■ **Task statement**: Both the line with "new-user feed seeding." and the line with "impl TrendingService for" in the records below must appear in the output, along with every line between them, exactly and with nothing added.

■ **Records shown**:
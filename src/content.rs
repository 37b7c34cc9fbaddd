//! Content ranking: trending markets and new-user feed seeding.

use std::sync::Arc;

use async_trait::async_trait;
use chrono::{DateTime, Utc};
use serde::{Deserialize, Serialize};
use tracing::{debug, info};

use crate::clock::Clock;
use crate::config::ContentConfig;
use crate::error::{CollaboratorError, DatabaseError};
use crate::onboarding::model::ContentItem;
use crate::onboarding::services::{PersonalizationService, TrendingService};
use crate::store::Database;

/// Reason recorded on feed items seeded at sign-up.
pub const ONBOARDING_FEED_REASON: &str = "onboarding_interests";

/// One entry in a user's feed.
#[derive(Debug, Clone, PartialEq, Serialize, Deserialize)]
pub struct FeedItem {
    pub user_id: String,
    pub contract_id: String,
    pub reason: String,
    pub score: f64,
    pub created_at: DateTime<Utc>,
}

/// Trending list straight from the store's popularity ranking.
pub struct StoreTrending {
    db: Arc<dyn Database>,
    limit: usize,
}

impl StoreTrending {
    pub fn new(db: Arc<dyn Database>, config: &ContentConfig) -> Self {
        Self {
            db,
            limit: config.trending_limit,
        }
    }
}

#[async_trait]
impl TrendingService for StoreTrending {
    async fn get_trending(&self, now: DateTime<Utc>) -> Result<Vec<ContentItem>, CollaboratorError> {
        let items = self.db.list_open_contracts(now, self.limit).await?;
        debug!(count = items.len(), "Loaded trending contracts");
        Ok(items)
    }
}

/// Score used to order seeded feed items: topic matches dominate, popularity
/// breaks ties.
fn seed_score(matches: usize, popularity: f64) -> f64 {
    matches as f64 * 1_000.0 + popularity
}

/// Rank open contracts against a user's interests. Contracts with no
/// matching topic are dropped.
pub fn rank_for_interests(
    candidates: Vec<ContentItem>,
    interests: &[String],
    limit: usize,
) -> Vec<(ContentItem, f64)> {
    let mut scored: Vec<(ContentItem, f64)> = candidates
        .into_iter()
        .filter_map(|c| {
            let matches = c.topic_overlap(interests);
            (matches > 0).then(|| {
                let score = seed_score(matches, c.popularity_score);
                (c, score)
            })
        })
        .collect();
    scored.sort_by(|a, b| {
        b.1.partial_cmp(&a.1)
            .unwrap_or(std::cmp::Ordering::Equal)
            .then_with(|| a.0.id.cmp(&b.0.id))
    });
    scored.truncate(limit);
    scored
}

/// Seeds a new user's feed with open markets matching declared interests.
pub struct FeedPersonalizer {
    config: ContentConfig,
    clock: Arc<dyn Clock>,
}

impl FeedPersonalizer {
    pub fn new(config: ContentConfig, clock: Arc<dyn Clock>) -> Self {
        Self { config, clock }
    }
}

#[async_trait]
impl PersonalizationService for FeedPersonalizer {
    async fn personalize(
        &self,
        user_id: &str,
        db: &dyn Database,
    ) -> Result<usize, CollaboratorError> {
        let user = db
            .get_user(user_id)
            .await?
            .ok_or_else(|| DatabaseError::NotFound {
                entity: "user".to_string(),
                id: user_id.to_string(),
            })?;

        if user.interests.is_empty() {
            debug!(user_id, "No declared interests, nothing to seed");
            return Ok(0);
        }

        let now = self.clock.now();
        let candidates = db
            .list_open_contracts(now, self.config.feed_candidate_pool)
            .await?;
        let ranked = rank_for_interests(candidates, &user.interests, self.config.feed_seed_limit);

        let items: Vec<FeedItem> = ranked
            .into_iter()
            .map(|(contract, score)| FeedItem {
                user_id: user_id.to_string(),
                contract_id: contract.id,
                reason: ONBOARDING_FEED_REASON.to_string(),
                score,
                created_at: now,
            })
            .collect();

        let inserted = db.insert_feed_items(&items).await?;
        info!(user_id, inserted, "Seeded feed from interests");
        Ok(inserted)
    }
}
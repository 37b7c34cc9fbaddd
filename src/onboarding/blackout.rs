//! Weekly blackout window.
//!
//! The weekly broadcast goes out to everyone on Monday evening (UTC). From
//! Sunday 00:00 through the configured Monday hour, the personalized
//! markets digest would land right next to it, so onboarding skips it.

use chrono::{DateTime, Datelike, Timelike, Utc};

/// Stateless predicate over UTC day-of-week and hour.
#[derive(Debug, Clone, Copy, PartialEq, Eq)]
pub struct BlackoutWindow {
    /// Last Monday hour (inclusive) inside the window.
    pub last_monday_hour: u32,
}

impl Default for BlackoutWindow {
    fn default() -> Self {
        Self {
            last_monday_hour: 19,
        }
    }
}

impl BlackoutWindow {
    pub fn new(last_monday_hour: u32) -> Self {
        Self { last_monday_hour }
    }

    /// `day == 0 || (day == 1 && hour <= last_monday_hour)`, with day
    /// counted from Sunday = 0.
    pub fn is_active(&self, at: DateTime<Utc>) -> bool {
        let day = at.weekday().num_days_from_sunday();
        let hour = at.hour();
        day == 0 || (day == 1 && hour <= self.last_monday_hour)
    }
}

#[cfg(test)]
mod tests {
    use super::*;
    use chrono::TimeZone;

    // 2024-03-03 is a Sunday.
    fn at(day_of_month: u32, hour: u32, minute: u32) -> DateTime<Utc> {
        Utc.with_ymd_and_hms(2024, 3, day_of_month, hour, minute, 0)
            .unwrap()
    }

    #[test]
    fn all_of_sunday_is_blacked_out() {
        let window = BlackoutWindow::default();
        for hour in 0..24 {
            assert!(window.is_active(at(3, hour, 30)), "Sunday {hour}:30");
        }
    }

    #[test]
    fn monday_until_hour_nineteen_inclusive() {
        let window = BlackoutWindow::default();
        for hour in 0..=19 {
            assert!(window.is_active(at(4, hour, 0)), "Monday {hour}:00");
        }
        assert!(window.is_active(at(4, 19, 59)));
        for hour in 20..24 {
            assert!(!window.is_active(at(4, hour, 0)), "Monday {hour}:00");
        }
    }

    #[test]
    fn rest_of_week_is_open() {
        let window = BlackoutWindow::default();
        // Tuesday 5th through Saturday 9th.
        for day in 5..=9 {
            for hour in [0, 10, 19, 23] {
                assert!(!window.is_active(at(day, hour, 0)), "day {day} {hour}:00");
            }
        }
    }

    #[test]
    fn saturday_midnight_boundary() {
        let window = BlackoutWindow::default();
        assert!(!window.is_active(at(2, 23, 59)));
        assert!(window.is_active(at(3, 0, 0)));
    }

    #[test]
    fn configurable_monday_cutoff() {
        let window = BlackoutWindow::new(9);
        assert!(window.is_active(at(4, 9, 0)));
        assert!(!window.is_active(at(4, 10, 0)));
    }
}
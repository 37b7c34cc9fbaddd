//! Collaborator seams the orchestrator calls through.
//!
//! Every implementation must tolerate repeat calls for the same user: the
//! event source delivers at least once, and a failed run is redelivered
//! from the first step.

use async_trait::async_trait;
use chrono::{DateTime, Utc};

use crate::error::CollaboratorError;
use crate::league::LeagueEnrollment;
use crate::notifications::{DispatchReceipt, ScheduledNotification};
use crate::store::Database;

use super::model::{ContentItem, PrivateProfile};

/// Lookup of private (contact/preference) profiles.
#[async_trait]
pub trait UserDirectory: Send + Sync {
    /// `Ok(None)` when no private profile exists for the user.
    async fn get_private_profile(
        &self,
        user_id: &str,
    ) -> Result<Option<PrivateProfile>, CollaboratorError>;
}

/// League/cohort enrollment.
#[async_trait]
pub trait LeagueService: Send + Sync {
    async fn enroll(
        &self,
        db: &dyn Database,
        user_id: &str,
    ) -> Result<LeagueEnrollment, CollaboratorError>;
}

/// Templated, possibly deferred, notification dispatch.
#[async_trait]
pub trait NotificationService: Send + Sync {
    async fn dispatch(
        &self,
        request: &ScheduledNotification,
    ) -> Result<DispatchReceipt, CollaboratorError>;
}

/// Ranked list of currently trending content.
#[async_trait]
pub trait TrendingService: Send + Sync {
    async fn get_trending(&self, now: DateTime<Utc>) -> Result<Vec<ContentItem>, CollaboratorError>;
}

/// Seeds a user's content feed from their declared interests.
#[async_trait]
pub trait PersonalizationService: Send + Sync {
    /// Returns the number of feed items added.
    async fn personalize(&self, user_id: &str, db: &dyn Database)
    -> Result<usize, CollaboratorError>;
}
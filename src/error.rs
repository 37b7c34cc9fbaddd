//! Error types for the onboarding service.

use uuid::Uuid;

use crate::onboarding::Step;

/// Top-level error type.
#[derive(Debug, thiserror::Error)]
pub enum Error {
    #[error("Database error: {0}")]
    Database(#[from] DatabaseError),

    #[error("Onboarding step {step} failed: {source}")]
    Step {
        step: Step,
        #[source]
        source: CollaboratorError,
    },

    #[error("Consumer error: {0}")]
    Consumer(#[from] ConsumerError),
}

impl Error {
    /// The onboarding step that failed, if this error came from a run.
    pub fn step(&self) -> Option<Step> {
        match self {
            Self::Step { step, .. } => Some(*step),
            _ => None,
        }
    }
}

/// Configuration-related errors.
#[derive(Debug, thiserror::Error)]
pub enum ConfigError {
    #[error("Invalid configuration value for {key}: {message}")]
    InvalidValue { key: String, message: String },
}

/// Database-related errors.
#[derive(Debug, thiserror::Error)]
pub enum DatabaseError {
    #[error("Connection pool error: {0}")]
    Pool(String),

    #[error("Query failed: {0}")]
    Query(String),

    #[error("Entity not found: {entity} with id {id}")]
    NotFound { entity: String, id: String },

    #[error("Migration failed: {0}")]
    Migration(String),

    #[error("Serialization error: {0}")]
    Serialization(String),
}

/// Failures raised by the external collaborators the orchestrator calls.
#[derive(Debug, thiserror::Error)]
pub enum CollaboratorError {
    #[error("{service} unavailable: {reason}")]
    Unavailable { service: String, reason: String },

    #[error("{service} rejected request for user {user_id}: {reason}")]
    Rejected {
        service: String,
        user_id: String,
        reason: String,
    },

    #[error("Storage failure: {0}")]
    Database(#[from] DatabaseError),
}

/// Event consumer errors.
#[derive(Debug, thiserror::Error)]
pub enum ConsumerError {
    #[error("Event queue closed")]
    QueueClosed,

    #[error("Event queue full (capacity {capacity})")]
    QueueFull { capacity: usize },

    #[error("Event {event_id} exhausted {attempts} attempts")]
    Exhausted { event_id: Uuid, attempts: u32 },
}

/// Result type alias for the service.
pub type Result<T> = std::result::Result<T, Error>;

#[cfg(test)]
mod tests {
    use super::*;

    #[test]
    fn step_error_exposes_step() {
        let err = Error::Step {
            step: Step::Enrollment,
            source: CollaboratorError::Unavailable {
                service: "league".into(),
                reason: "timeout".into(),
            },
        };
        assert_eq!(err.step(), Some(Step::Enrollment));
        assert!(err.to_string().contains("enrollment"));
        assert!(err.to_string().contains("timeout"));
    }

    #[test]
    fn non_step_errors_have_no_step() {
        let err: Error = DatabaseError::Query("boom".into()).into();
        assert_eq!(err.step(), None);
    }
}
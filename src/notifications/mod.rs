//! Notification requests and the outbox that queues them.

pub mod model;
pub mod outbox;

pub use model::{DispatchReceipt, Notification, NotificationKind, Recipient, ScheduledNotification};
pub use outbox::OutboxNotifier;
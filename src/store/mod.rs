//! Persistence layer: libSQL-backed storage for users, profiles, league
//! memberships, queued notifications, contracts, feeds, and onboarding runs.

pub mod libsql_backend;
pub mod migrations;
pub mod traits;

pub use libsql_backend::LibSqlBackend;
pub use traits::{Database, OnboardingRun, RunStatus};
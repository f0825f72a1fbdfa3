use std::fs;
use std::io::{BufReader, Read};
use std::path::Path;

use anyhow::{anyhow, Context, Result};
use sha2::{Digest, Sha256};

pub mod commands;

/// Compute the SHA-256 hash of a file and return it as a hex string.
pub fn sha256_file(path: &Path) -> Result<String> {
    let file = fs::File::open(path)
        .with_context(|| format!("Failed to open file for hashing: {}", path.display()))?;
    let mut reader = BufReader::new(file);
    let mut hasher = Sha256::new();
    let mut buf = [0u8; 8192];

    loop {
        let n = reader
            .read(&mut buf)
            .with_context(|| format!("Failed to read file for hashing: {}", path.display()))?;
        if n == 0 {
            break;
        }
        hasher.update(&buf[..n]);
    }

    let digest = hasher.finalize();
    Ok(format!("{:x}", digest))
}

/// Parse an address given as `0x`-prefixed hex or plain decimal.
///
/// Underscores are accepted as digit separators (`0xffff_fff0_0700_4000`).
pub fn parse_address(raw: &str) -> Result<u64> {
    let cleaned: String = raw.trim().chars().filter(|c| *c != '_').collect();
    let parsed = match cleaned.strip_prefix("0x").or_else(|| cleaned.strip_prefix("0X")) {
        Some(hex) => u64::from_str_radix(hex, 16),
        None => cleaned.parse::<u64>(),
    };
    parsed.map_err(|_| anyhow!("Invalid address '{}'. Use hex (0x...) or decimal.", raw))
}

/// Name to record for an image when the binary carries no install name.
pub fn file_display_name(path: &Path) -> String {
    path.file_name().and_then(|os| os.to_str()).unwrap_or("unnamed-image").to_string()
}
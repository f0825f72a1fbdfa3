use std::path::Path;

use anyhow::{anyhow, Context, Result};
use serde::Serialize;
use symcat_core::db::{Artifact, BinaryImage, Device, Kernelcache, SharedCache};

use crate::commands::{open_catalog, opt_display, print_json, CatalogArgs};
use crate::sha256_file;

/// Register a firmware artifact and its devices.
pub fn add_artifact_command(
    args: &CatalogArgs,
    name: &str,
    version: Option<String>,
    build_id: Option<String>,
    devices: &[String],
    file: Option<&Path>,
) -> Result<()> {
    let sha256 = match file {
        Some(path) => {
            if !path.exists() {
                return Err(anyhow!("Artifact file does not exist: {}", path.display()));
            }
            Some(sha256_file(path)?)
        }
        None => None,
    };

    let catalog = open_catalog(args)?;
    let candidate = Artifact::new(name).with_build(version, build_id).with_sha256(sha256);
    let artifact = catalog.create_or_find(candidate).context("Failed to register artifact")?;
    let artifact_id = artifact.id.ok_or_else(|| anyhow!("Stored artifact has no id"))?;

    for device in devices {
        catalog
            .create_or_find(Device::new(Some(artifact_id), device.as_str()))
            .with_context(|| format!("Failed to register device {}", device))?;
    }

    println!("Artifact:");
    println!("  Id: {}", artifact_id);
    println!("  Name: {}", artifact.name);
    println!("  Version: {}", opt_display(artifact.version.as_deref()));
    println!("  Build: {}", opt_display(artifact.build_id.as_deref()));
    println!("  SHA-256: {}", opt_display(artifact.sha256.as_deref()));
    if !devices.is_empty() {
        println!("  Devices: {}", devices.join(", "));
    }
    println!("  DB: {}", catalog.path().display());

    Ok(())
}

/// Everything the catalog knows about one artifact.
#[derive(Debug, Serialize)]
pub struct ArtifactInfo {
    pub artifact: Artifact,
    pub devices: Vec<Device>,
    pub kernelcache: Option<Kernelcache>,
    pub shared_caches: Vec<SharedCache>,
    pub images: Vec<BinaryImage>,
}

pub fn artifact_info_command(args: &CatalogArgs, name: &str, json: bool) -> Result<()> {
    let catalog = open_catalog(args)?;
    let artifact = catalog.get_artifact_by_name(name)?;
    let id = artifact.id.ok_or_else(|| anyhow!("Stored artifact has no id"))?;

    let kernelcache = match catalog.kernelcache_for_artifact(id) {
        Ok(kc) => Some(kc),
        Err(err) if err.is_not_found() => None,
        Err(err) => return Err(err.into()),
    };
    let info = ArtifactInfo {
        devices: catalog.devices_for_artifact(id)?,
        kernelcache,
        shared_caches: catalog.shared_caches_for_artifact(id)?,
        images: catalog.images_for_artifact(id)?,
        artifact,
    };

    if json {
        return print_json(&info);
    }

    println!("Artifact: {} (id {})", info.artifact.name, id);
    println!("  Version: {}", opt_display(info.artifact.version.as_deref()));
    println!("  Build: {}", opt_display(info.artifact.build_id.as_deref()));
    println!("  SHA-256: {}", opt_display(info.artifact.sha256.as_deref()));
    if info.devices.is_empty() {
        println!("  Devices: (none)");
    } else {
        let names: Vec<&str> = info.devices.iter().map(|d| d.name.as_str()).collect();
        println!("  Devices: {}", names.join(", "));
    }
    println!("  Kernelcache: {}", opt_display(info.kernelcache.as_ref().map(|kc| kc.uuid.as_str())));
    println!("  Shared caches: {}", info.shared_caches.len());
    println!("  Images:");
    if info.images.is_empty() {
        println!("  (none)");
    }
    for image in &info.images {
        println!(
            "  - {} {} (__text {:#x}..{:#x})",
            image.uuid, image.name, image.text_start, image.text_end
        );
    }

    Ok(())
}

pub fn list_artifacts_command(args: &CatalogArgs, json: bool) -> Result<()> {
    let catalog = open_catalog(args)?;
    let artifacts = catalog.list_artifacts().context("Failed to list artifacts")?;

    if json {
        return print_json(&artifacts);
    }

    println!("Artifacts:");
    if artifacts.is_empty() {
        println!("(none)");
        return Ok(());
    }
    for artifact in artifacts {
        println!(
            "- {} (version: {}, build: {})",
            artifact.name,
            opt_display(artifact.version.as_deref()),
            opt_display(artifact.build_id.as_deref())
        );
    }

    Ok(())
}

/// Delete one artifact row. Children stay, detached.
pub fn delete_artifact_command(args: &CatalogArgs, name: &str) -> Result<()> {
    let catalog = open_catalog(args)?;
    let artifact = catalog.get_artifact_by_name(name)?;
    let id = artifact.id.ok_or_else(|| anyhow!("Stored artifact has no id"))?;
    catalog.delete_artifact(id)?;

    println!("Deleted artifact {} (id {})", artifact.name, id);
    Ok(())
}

■ **Response to this exercise**:
//! Content ranking: trending markets and new-user feed seeding.

use std::sync::Arc;

use async_trait::async_trait;
use chrono::{DateTime, Utc};
use serde::{Deserialize, Serialize};
use tracing::{debug, info};

use crate::clock::Clock;
use crate::config::ContentConfig;
use crate::error::{CollaboratorError, DatabaseError};
use crate::onboarding::model::ContentItem;
use crate::onboarding::services::{PersonalizationService, TrendingService};
use crate::store::Database;

/// Reason recorded on feed items seeded at sign-up.
pub const ONBOARDING_FEED_REASON: &str = "onboarding_interests";

/// One entry in a user's feed.
#[derive(Debug, Clone, PartialEq, Serialize, Deserialize)]
pub struct FeedItem {
    pub user_id: String,
    pub contract_id: String,
    pub reason: String,
    pub score: f64,
    pub created_at: DateTime<Utc>,
}

/// Trending list straight from the store's popularity ranking.
pub struct StoreTrending {
    db: Arc<dyn Database>,
    limit: usize,
}

impl StoreTrending {
    pub fn new(db: Arc<dyn Database>, config: &ContentConfig) -> Self {
        Self {
            db,
            limit: config.trending_limit,
        }
    }
}

#[async_trait]
impl TrendingService for StoreTrending {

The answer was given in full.